Check out nine more hysterical ads starring Pitt after the jump.
Proof that Inglorious Basterds is not the first time Brad Pitt invaded Germany.
You have no idea how much he loves his Rolex watch. No idea.
Back in his True Romance days, Pitt drove a Honda like a bad-ass…
But as he became more powerful, he put on a suit and started driving a Toyota Corolla to “Shake Your Bon-Bon.”
He may keep most of this stuff oversees, but Pitt isn’t above whoring in his homeland. Remember his anti-paparazzi Superbowl ad?
Maybe he’d feel like a hypocrite if he stopped doing these just because he’s a fabulously rich superstar. Before he was famous, Pitt was prancing around shirtless for Pringles. Cowabunga, dude!
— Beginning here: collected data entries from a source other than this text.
//! flashdecode CLI.
//!
//! # Commands
//! ```text
//! flashdecode decode    --calldata <hex> [--json]
//! flashdecode selectors
//! flashdecode batch     --records <file.jsonl> [--json]
//! flashdecode analyze   --records <file.jsonl> [--config <yaml>] [--report <kind>] [--by-network] [--min-value <wei>] [--json]
//! ```

use anyhow::{Context, Result};
use clap::{Parser, Subcommand};
use flashdecode_analytics::{AnalysisConfig, Analyzer, MemoryCache};
use flashdecode_evm::CallDecoder;
use std::{path::PathBuf, sync::Arc};

mod cmd_analyze;
mod cmd_batch;
mod cmd_decode;
mod logging;

#[derive(Parser)]
#[command(
    name = "flashdecode",
    about = "Decode flash-loan call-data and report on flash-loan activity",
    long_about = "
flashdecode: decode Aave-style flashLoan / flashLoanSimple call-data and
analyse exported transaction records.

ENVIRONMENT VARIABLES:
  RUST_LOG    Log filter, overrides the config file and --verbose
",
    version
)]
struct Cli {
    /// Enable debug logging
    #[arg(short, long, global = true)]
    verbose: bool,

    /// YAML analysis config (defaults are used when omitted)
    #[arg(long, global = true)]
    config: Option<PathBuf>,

    #[command(subcommand)]
    command: Commands,
}

#[derive(Subcommand)]
enum Commands {
    /// Decode one call-data payload
    Decode {
        /// Raw call-data (hex, 0x prefix optional)
        #[arg(long)]
        calldata: String,
        /// Output as JSON
        #[arg(long)]
        json: bool,
    },

    /// List the registered selectors
    Selectors,

    /// Decode every record of a JSON-lines export and summarise the outcome
    Batch {
        /// JSON-lines file, one transaction record per line
        #[arg(long)]
        records: PathBuf,
        /// Output as JSON
        #[arg(long)]
        json: bool,
    },

    /// Run usage reports over a JSON-lines export
    Analyze {
        /// JSON-lines file, one transaction record per line
        #[arg(long)]
        records: PathBuf,
        /// Which report to produce
        #[arg(long, value_enum, default_value_t = cmd_analyze::Report::All)]
        report: cmd_analyze::Report,
        /// Split token and daily counts by network
        #[arg(long)]
        by_network: bool,
        /// Drop records transferring less than this many wei
        #[arg(long)]
        min_value: Option<u128>,
        /// Output as JSON
        #[arg(long)]
        json: bool,
    },
}

fn main() -> Result<()> {
    let cli = Cli::parse();

    let config = match &cli.config {
        Some(path) => AnalysisConfig::load(path)
            .with_context(|| format!("load config '{}'", path.display()))?,
        None => AnalysisConfig::default(),
    };
    logging::init(&config.log, cli.verbose);

    match cli.command {
        Commands::Decode { calldata, json } => {
            let decoder = CallDecoder::new().with_limits(config.decode_limits());
            cmd_decode::run(&decoder, &calldata, json)
        }

        Commands::Selectors => cmd_decode::selectors(&CallDecoder::new()),

        Commands::Batch { records, json } => {
            let decoder = CallDecoder::new().with_limits(config.decode_limits());
            cmd_batch::run(&decoder, &records, json)
        }

        Commands::Analyze { records, report, by_network, min_value, json } => {
            let analyzer = Analyzer::new(config, Arc::new(MemoryCache::new()));
            cmd_analyze::run(&analyzer, &records, report, by_network, min_value, json)
        }
    }
}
Honestly, this Levi’s ad from the early ’90s might be better than The Mexican.
This ad for Edwin Jeans is worse, though. Just for the dye job.
But really, Brad Pitt does this stuff for the lulz…and the cash.
Mostly the cash.
[Photo: Splash News Online]








April 30th, 2009 at 1:34 pm
Yawn. Brad got boring when he joined the Angelia brood.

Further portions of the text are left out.